[[ AVAILABLE DATA, beginning ]]
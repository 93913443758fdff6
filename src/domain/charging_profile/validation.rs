//! Outcome vocabulary of charging profile validation

use std::fmt;

use serde::{Deserialize, Serialize};

/// Result of validating a charging profile. `Valid` is the only success.
#[derive(Debug, Clone, Copy, PartialEq, Eq, Hash, Serialize, Deserialize)]
pub enum ProfileValidationResult {
    Valid,
    EvseDoesNotExist,
    ExistingChargingStationExternalConstraints,
    TxProfileMissingTransactionId,
    TxProfileEvseIdNotGreaterThanZero,
    TxProfileTransactionNotOnEvse,
    TxProfileEvseHasNoActiveTransaction,
    TxProfileConflictingStackLevel,
    ChargingProfileNoChargingSchedulePeriods,
    ChargingProfileFirstStartScheduleIsNotZero,
    ChargingProfileMissingRequiredStartSchedule,
    ChargingProfileExtraneousStartSchedule,
    ChargingScheduleChargingRateUnitUnsupported,
    ChargingSchedulePeriodsOutOfOrder,
    ChargingSchedulePeriodInvalidPhaseToUse,
    ChargingSchedulePeriodUnsupportedNumberPhases,
    ChargingSchedulePeriodExtraneousPhaseValues,
    ChargingSchedulePeriodPhaseToUseACPhaseSwitchingUnsupported,
    ChargingStationMaxProfileCannotBeRelative,
    ChargingStationMaxProfileEvseIdGreaterThanZero,
    DuplicateTxDefaultProfileFound,
    DuplicateProfileValidityPeriod,
    RequestStartTransactionNonTxProfile,
}

impl ProfileValidationResult {
    pub fn is_valid(&self) -> bool {
        matches!(self, Self::Valid)
    }

    pub fn as_str(&self) -> &'static str {
        match self {
            Self::Valid => "Valid",
            Self::EvseDoesNotExist => "EvseDoesNotExist",
            Self::ExistingChargingStationExternalConstraints => {
                "ExistingChargingStationExternalConstraints"
            }
            Self::TxProfileMissingTransactionId => "TxProfileMissingTransactionId",
            Self::TxProfileEvseIdNotGreaterThanZero => "TxProfileEvseIdNotGreaterThanZero",
            Self::TxProfileTransactionNotOnEvse => "TxProfileTransactionNotOnEvse",
            Self::TxProfileEvseHasNoActiveTransaction => "TxProfileEvseHasNoActiveTransaction",
            Self::TxProfileConflictingStackLevel => "TxProfileConflictingStackLevel",
            Self::ChargingProfileNoChargingSchedulePeriods => {
                "ChargingProfileNoChargingSchedulePeriods"
            }
            Self::ChargingProfileFirstStartScheduleIsNotZero => {
                "ChargingProfileFirstStartScheduleIsNotZero"
            }
            Self::ChargingProfileMissingRequiredStartSchedule => {
                "ChargingProfileMissingRequiredStartSchedule"
            }
            Self::ChargingProfileExtraneousStartSchedule => "ChargingProfileExtraneousStartSchedule",
            Self::ChargingScheduleChargingRateUnitUnsupported => {
                "ChargingScheduleChargingRateUnitUnsupported"
            }
            Self::ChargingSchedulePeriodsOutOfOrder => "ChargingSchedulePeriodsOutOfOrder",
            Self::ChargingSchedulePeriodInvalidPhaseToUse => {
                "ChargingSchedulePeriodInvalidPhaseToUse"
            }
            Self::ChargingSchedulePeriodUnsupportedNumberPhases => {
                "ChargingSchedulePeriodUnsupportedNumberPhases"
            }
            Self::ChargingSchedulePeriodExtraneousPhaseValues => {
                "ChargingSchedulePeriodExtraneousPhaseValues"
            }
            Self::ChargingSchedulePeriodPhaseToUseACPhaseSwitchingUnsupported => {
                "ChargingSchedulePeriodPhaseToUseACPhaseSwitchingUnsupported"
            }
            Self::ChargingStationMaxProfileCannotBeRelative => {
                "ChargingStationMaxProfileCannotBeRelative"
            }
            Self::ChargingStationMaxProfileEvseIdGreaterThanZero => {
                "ChargingStationMaxProfileEvseIdGreaterThanZero"
            }
            Self::DuplicateTxDefaultProfileFound => "DuplicateTxDefaultProfileFound",
            Self::DuplicateProfileValidityPeriod => "DuplicateProfileValidityPeriod",
            Self::RequestStartTransactionNonTxProfile => "RequestStartTransactionNonTxProfile",
        }
    }

    /// Protocol `reasonCode` reported in `StatusInfo`.
    pub fn reason_code(&self) -> &'static str {
        match self {
            Self::Valid => "NoError",
            Self::DuplicateProfileValidityPeriod
            | Self::DuplicateTxDefaultProfileFound
            | Self::ExistingChargingStationExternalConstraints => "DuplicateProfile",
            Self::TxProfileTransactionNotOnEvse | Self::TxProfileEvseHasNoActiveTransaction => {
                "TxNotFound"
            }
            Self::TxProfileConflictingStackLevel => "InvalidStackLevel",
            Self::ChargingScheduleChargingRateUnitUnsupported => "UnsupportedRateUnit",
            Self::ChargingProfileNoChargingSchedulePeriods
            | Self::ChargingProfileFirstStartScheduleIsNotZero
            | Self::ChargingProfileMissingRequiredStartSchedule
            | Self::ChargingProfileExtraneousStartSchedule
            | Self::ChargingSchedulePeriodsOutOfOrder
            | Self::ChargingSchedulePeriodInvalidPhaseToUse
            | Self::ChargingSchedulePeriodUnsupportedNumberPhases
            | Self::ChargingSchedulePeriodExtraneousPhaseValues
            | Self::ChargingSchedulePeriodPhaseToUseACPhaseSwitchingUnsupported => "InvalidSchedule",
            Self::TxProfileMissingTransactionId => "MissingParam",
            Self::EvseDoesNotExist
            | Self::TxProfileEvseIdNotGreaterThanZero
            | Self::ChargingStationMaxProfileCannotBeRelative
            | Self::ChargingStationMaxProfileEvseIdGreaterThanZero
            | Self::RequestStartTransactionNonTxProfile => "InvalidValue",
        }
    }
}

impl fmt::Display for ProfileValidationResult {
    fn fmt(&self, f: &mut fmt::Formatter<'_>) -> fmt::Result {
        f.write_str(self.as_str())
    }
}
[[ AVAILABLE DATA, end ]]
TO DO | Pull out each line of the records holding the string "ChargingScheduleChargingRateUnitUnsupported".

SOLUTION FOR THIS TASK |
    ChargingScheduleChargingRateUnitUnsupported,
            Self::ChargingScheduleChargingRateUnitUnsupported => {
                "ChargingScheduleChargingRateUnitUnsupported"
            Self::ChargingScheduleChargingRateUnitUnsupported => "UnsupportedRateUnit",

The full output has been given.